Eric Wang: Let's turn back the clock a bit. Before the term "foundational models" became popular, what initially drew you into the field of neuroscience, particularly unsupervised learning in the visual cortex?

Jenia Jitsev: I was fascinated by the abstract process of "learning" itself. I kept thinking, how can a system capture external information, which is like floating in the air, and "engrave" it within itself? How does this process actually work? This puzzled me greatly.

The brain is undoubtedly a master in this regard. The reason I was interested in neuroscience was because the brain is a living system that has successfully achieved learning. My research direction at the time was to understand how learning mechanisms and plasticity cooperate in brain neural circuits.

But at some point, I realized that if I could abstract this problem one level higher, into the core field of machine learning, and strip away the intricate details of biology, I might make faster progress.
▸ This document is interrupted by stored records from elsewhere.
use std::{
    cmp::Reverse,
    collections::HashSet,
    sync::{Arc, Mutex, MutexGuard, PoisonError},
};

use chrono::{DateTime, Utc};
use shared::{
    domain::{Category, Comment, CommentId, Coordinates, Priority, ProblemId, ProblemRecord, Status},
    error::RegistryError,
    protocol::{ProblemFilter, ProblemQuery, SortDirection, SortKey},
};
use uuid::Uuid;

pub mod seed;

/// Time source injected into the registry so lifecycle timestamps stay
/// deterministic under test.
pub trait Clock: Send + Sync {
    fn now(&self) -> DateTime<Utc>;
}

#[derive(Debug, Default)]
pub struct SystemClock;

impl Clock for SystemClock {
    fn now(&self) -> DateTime<Utc> {
        Utc::now()
    }
}

/// Id source injected into the registry; production uses random v4 UUIDs.
pub trait IdSource: Send + Sync {
    fn next_id(&self) -> Uuid;
}

#[derive(Debug, Default)]
pub struct RandomIdSource;

impl IdSource for RandomIdSource {
    fn next_id(&self) -> Uuid {
        Uuid::new_v4()
    }
}

/// Arguments for registering a new problem report.
#[derive(Debug, Clone)]
pub struct NewProblem {
    pub title: String,
    pub description: String,
    pub location: String,
    pub coordinates: Coordinates,
    pub category: Category,
    pub priority: Priority,
    pub reported_by: String,
}

/// In-memory store and rule-enforcer for citizen-reported problems.
///
/// Clones share one underlying collection. Mutating operations take the
/// collection lock for their whole duration, so each call is indivisible;
/// queries copy the matching records out under the same lock and hand back a
/// detached snapshot.
#[derive(Clone)]
pub struct ProblemRegistry {
    records: Arc<Mutex<Vec<ProblemRecord>>>,
    clock: Arc<dyn Clock>,
    ids: Arc<dyn IdSource>,
}

impl Default for ProblemRegistry {
    fn default() -> Self {
        Self::new()
    }
}

impl ProblemRegistry {
    pub fn new() -> Self {
        Self::with_dependencies(Arc::new(SystemClock), Arc::new(RandomIdSource))
    }

    pub fn with_dependencies(clock: Arc<dyn Clock>, ids: Arc<dyn IdSource>) -> Self {
        Self {
            records: Arc::new(Mutex::new(Vec::new())),
            clock,
            ids,
        }
    }

    /// Rebuilds a registry from a previously exported snapshot, re-checking
    /// the invariants the registry normally maintains itself.
    pub fn restore(records: Vec<ProblemRecord>) -> Result<Self, RegistryError> {
        let mut seen = HashSet::new();
        for record in &records {
            if !seen.insert(record.problem_id) {
                return Err(RegistryError::invalid_argument(
                    "records",
                    format!("duplicate problem id {}", record.problem_id.0),
                ));
            }
            match record.resolved_at {
                Some(resolved_at) if record.status != Status::Resolved => {
                    return Err(RegistryError::invalid_argument(
                        "records",
                        format!(
                            "problem {} has resolved_at {resolved_at} but status {:?}",
                            record.problem_id.0, record.status
                        ),
                    ));
                }
                Some(resolved_at) if resolved_at < record.reported_at => {
                    return Err(RegistryError::invalid_argument(
                        "records",
                        format!(
                            "problem {} was resolved before it was reported",
                            record.problem_id.0
                        ),
                    ));
                }
                None if record.status == Status::Resolved => {
                    return Err(RegistryError::invalid_argument(
                        "records",
                        format!("resolved problem {} lacks resolved_at", record.problem_id.0),
                    ));
                }
                _ => {}
            }
        }

        let registry = Self::new();
        *registry.lock() = records;
        Ok(registry)
    }

    /// Registers a new report. The record starts pending with zero upvotes
    /// and no comments.
    pub fn create(&self, new_problem: NewProblem) -> Result<ProblemRecord, RegistryError> {
        if new_problem.title.trim().is_empty() {
            return Err(RegistryError::invalid_argument(
                "title",
                "must not be blank",
            ));
        }
        if new_problem.location.trim().is_empty() {
            return Err(RegistryError::invalid_argument(
                "location",
                "must not be blank",
            ));
        }

        let record = ProblemRecord {
            problem_id: ProblemId(self.ids.next_id()),
            title: new_problem.title,
            description: new_problem.description,
            location: new_problem.location,
            coordinates: new_problem.coordinates,
            category: new_problem.category,
            status: Status::Pending,
            priority: new_problem.priority,
            upvote_count: 0,
            reported_by: new_problem.reported_by,
            reported_at: self.clock.now(),
            resolved_at: None,
            comments: Vec::new(),
        };

        self.lock().push(record.clone());
        Ok(record)
    }

    /// Moves a record along the three-edge status machine:
    /// pending -> in_progress -> resolved -> pending (reopen).
    ///
    /// Entering resolved stamps `resolved_at`; leaving it clears the stamp.
    pub fn transition_status(
        &self,
        problem_id: ProblemId,
        target: Status,
    ) -> Result<ProblemRecord, RegistryError> {
        let mut records = self.lock();
        let record = find_mut(&mut records, problem_id)?;

        if !transition_allowed(record.status, target) {
            return Err(RegistryError::InvalidTransition {
                from: record.status,
                to: target,
            });
        }

        record.status = target;
        record.resolved_at = match target {
            Status::Resolved => Some(self.clock.now()),
            Status::Pending | Status::InProgress => None,
        };
        Ok(record.clone())
    }

    pub fn add_comment(
        &self,
        problem_id: ProblemId,
        author: impl Into<String>,
        text: impl Into<String>,
    ) -> Result<ProblemRecord, RegistryError> {
        let text = text.into();
        if text.trim().is_empty() {
            return Err(RegistryError::invalid_argument("text", "must not be blank"));
        }

        let mut records = self.lock();
        let record = find_mut(&mut records, problem_id)?;
        record.comments.push(Comment {
            comment_id: CommentId(self.ids.next_id()),
            author: author.into(),
            text,
            posted_at: self.clock.now(),
        });
        Ok(record.clone())
    }

    pub fn upvote(&self, problem_id: ProblemId) -> Result<ProblemRecord, RegistryError> {
        let mut records = self.lock();
        let record = find_mut(&mut records, problem_id)?;
        record.upvote_count = record.upvote_count.saturating_add(1);
        Ok(record.clone())
    }

    /// Filters, searches, and sorts without touching registry state. The
    /// returned records are detached clones; ties keep insertion order.
    pub fn query(&self, query: &ProblemQuery) -> Vec<ProblemRecord> {
        let records = self.lock();
        let needle = query
            .search
            .as_deref()
            .map(str::trim)
            .filter(|s| !s.is_empty())
            .map(str::to_lowercase);

        let mut matched: Vec<ProblemRecord> = records
            .iter()
            .filter(|record| query.filter.matches(record))
            .filter(|record| match &needle {
                Some(needle) => {
                    record.title.to_lowercase().contains(needle)
                        || record.location.to_lowercase().contains(needle)
                }
                None => true,
            })
            .cloned()
            .collect();
        drop(records);

        matched.sort_by(|a, b| {
            let ordering = match query.sort_key {
                SortKey::ReportedAt => a.reported_at.cmp(&b.reported_at),
                SortKey::UpvoteCount => a.upvote_count.cmp(&b.upvote_count),
                SortKey::Status => a.status.cmp(&b.status),
            };
            match query.direction {
                SortDirection::Ascending => ordering,
                SortDirection::Descending => ordering.reverse(),
            }
        });
        matched
    }

    /// The most upvoted record among those matching `filter`; ties go to the
    /// earliest report. `None` when nothing matches.
    pub fn most_upvoted(&self, filter: Option<&ProblemFilter>) -> Option<ProblemRecord> {
        self.lock()
            .iter()
            .filter(|record| filter.is_none_or(|f| f.matches(record)))
            .max_by_key(|record| (record.upvote_count, Reverse(record.reported_at)))
            .cloned()
    }

    /// Every record in insertion order, cloned, for external serialization.
    pub fn snapshot(&self) -> Vec<ProblemRecord> {
        self.lock().clone()
    }

    pub fn len(&self) -> usize {
        self.lock().len()
    }

    pub fn is_empty(&self) -> bool {
        self.lock().is_empty()
    }

    fn lock(&self) -> MutexGuard<'_, Vec<ProblemRecord>> {
        // Mutations validate before touching the record, so the collection
        // stays consistent even if a previous lock holder panicked.
        self.records.lock().unwrap_or_else(PoisonError::into_inner)
    }
}

fn find_mut(
    records: &mut [ProblemRecord],
    problem_id: ProblemId,
) -> Result<&mut ProblemRecord, RegistryError> {
    records
        .iter_mut()
        .find(|record| record.problem_id == problem_id)
        .ok_or(RegistryError::NotFound(problem_id))
}

fn transition_allowed(from: Status, to: Status) -> bool {
    matches!(
        (from, to),
        (Status::Pending, Status::InProgress)
            | (Status::InProgress, Status::Resolved)
            | (Status::Resolved, Status::Pending)
    )
}

#[cfg(test)]
#[path = "tests/lib_tests.rs"]
mod tests;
Biological systems are too complex; some of the complexity may be related to information processing, but a large part of it may just be to maintain vital signs and has little to do with learning. It would take a very long time to fully clarify these things, and I felt it would be difficult for me to do it alone. So, I chose a simpler path, trying to understand learning at a purer, more abstract level.

Later, the entire field changed. Some of the relatively simple methods we studied at the time, such as so-called "winner-take-all-like circuits," were found to produce powerful learning systems by simply stacking them and continuously scaling them up. I also naturally turned to deep learning, which emerged around the time I was about to graduate with my Ph.D. and thinking about my future.

During that time, I still did some more biologically oriented research, such as dopamine-modulated reward-based learning mechanisms in the basal ganglia of the brain. But at the same time, my focus increasingly shifted towards classical computer vision and machine learning, eventually leading me to the Jülich Supercomputing Centre. This place, with its large computers, provided me with an excellent "soil" to "feed" those simpler but far larger networks with larger datasets than ever before. This naturally led me to the emerging field of "foundational models," which I see as the ultimate product of "transferable learning."

My core interest has never changed: what conditions are needed to achieve true "learning"—the kind of learning that can be transferred to various different scenarios and tasks? Foundational models were the first products that showed us how to go down this path. So, I started to dive in, trying to figure out why they succeeded, what significant open problems and weaknesses they still had, and to what extent their generalization capabilities could reach—because we've already seen that their generalization capabilities are far from as powerful as we imagined.

Eric Wang: In your GOSIM talk, you mentioned a watershed moment: before 2012, the entire industry relied on labeled data, and after that, huge breakthroughs were made in scalable and transferable learning. In your opinion, what was the fundamental idea that drove this shift?

Jenia Jitsev: I think the most important conceptual shift was that people finally realized that the way datasets are constructed plays a decisive role in the success or failure of learning. Previously, everyone focused more on the algorithms themselves, thinking that good algorithms were the key to everything, and the idea of "data-centric" was largely overlooked.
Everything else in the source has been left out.